Exercise aim: Return every line from the listing where the word "errors" occurs.

Data for review:
┌──

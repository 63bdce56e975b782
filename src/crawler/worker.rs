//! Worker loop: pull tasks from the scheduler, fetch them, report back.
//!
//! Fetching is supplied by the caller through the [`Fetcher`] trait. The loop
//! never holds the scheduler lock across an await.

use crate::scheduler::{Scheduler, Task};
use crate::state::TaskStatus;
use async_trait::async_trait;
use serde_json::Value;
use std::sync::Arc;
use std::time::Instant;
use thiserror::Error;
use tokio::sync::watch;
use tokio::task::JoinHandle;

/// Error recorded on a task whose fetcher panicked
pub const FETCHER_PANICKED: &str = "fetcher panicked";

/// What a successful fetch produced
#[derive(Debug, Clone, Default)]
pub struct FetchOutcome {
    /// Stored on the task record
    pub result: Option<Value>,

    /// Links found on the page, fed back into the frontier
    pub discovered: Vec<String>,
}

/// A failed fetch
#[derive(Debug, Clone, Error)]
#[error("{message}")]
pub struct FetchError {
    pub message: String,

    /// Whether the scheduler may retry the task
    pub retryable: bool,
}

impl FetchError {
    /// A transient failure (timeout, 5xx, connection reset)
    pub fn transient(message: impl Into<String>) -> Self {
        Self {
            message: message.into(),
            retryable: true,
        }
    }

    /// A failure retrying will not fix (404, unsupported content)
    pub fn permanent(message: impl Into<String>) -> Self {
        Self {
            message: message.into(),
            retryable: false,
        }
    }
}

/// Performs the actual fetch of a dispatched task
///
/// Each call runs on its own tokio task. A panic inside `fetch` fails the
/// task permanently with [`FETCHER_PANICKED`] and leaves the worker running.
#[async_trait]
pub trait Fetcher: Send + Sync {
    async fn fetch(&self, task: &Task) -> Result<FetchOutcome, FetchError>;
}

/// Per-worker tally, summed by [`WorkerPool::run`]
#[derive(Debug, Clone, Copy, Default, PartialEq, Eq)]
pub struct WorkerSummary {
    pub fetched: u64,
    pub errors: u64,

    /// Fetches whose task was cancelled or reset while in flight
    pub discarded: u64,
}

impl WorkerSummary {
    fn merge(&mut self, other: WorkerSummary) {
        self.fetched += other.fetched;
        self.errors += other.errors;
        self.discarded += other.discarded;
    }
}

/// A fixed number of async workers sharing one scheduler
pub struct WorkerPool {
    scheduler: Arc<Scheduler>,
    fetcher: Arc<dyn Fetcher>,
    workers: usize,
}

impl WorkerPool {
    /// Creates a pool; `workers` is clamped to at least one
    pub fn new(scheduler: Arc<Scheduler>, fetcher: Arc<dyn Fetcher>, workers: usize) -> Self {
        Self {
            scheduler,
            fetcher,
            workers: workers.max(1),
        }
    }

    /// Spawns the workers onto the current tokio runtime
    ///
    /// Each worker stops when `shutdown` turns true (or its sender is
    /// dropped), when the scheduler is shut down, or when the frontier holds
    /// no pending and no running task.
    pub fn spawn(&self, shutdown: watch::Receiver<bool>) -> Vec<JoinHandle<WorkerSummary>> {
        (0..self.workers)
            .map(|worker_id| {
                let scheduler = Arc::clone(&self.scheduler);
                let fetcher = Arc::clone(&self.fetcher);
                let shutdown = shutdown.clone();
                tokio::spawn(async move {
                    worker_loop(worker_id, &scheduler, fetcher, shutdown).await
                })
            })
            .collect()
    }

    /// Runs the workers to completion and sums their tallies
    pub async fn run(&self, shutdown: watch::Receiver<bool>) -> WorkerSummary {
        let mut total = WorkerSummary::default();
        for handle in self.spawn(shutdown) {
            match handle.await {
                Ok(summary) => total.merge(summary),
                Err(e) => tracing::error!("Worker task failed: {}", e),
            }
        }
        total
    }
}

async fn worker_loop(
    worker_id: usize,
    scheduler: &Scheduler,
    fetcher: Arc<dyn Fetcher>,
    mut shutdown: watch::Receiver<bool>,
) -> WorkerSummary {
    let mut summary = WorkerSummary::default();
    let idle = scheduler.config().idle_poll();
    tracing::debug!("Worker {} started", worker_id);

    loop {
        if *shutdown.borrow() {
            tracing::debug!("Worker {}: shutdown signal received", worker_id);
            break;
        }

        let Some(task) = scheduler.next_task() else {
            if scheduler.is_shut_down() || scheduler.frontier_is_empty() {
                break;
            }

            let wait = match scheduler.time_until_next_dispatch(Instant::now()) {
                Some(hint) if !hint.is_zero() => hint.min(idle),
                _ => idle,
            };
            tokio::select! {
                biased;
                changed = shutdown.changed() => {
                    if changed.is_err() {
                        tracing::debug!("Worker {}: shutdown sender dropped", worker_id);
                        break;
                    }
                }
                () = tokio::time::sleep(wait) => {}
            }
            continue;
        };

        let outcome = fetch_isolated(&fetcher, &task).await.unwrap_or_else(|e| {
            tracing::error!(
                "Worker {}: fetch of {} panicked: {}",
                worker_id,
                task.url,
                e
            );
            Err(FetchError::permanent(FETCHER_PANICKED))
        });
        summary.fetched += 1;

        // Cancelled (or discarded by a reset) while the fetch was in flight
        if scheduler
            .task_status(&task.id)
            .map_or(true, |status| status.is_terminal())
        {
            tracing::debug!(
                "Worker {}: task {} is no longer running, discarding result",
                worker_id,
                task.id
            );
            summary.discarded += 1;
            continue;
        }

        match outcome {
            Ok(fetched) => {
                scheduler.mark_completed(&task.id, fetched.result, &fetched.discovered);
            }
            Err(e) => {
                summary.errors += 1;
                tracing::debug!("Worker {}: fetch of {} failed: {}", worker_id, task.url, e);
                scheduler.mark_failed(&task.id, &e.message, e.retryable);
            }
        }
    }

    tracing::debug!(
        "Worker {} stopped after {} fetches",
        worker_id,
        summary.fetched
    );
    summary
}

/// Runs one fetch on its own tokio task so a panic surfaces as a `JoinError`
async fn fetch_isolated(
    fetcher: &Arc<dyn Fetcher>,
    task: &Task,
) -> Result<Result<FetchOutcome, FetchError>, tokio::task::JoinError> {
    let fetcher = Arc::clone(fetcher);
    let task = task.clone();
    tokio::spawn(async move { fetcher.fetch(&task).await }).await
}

└──

Response to the task:
    pub errors: u64,
        self.errors += other.errors;
                summary.errors += 1;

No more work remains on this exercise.